** Task objective **
Count every line of the material that holds the string "reason". Respond with the total only.

** Records provided **
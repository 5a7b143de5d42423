//! Resilient operation orchestrator
//!
//! Runs a unit of work with a freshly acquired bearer credential, classifying
//! every failure and retrying the retryable ones with exponential backoff.
//! A new credential is requested on every attempt so an expired or revoked
//! token never outlives the attempt that saw it fail.

use std::future::Future;
use std::sync::Arc;
use std::time::Duration;

use docbridge_common::resilience::RetryPolicy;
use docbridge_domain::constants::{DEFAULT_OPERATION_BASE_DELAY_MS, DEFAULT_OPERATION_MAX_RETRIES};
use docbridge_domain::{
    BearerCredential, ErrorClass, OperationError, OperationResult, Result, RetrySettings,
};
use tracing::{error, info, warn};

use crate::ports::TokenSource;

/// Orchestrates credential acquisition and retries around a unit of work
#[derive(Clone)]
pub struct ResilientExecutor {
    tokens: Arc<dyn TokenSource>,
    policy: RetryPolicy,
}

impl ResilientExecutor {
    /// Create an executor with the default policy (3 retries, 1 s base delay)
    pub fn new(tokens: Arc<dyn TokenSource>) -> Self {
        Self::with_policy(
            tokens,
            RetryPolicy::operation(
                DEFAULT_OPERATION_MAX_RETRIES,
                Duration::from_millis(DEFAULT_OPERATION_BASE_DELAY_MS),
            ),
        )
    }

    pub fn with_policy(tokens: Arc<dyn TokenSource>, policy: RetryPolicy) -> Self {
        Self { tokens, policy }
    }

    /// Build the operation policy from loaded retry settings
    pub fn from_settings(tokens: Arc<dyn TokenSource>, settings: &RetrySettings) -> Self {
        Self::with_policy(
            tokens,
            RetryPolicy::operation(
                settings.operation_max_retries,
                Duration::from_millis(settings.operation_base_delay_ms),
            ),
        )
    }

    pub fn policy(&self) -> &RetryPolicy {
        &self.policy
    }

    /// Run `unit_of_work` with a fresh credential per attempt.
    ///
    /// Failures from credential acquisition and from the unit of work are
    /// classified the same way. Fatal errors return immediately; retryable
    /// ones are retried until the retry budget is spent. The returned
    /// [`OperationError`] carries the number of retries performed.
    pub async fn with_resilient_token<T, F, Fut>(&self, mut unit_of_work: F) -> OperationResult<T>
    where
        F: FnMut(BearerCredential) -> Fut + Send,
        Fut: Future<Output = Result<T>> + Send,
        T: Send,
    {
        let max_retries = self.policy.max_retries();
        let mut retry = 0u32;

        loop {
            if retry > 0 {
                self.policy.wait_before(retry).await;
            }

            let outcome = match self.tokens.acquire().await {
                Ok(credential) => unit_of_work(credential).await,
                Err(err) => Err(err),
            };

            let err = match outcome {
                Ok(value) => {
                    if retry > 0 {
                        info!(retries = retry, "Operation succeeded after retry");
                    }
                    return Ok(value);
                }
                Err(err) => err,
            };

            match err.classify() {
                ErrorClass::Retryable(reason) if retry < max_retries => {
                    retry += 1;
                    warn!(
                        retry,
                        max_retries,
                        reason = ?reason,
                        error = %err,
                        "Retryable failure, retrying with a fresh credential"
                    );
                }
                ErrorClass::Retryable(_) => {
                    error!(retries = retry, error = %err, "Retries exhausted");
                    return Err(OperationError::new(err, retry));
                }
                ErrorClass::Fatal => {
                    warn!(retries = retry, kind = err.kind(), error = %err, "Fatal failure");
                    return Err(OperationError::new(err, retry));
                }
            }
        }
    }
}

** Solution to this task **
2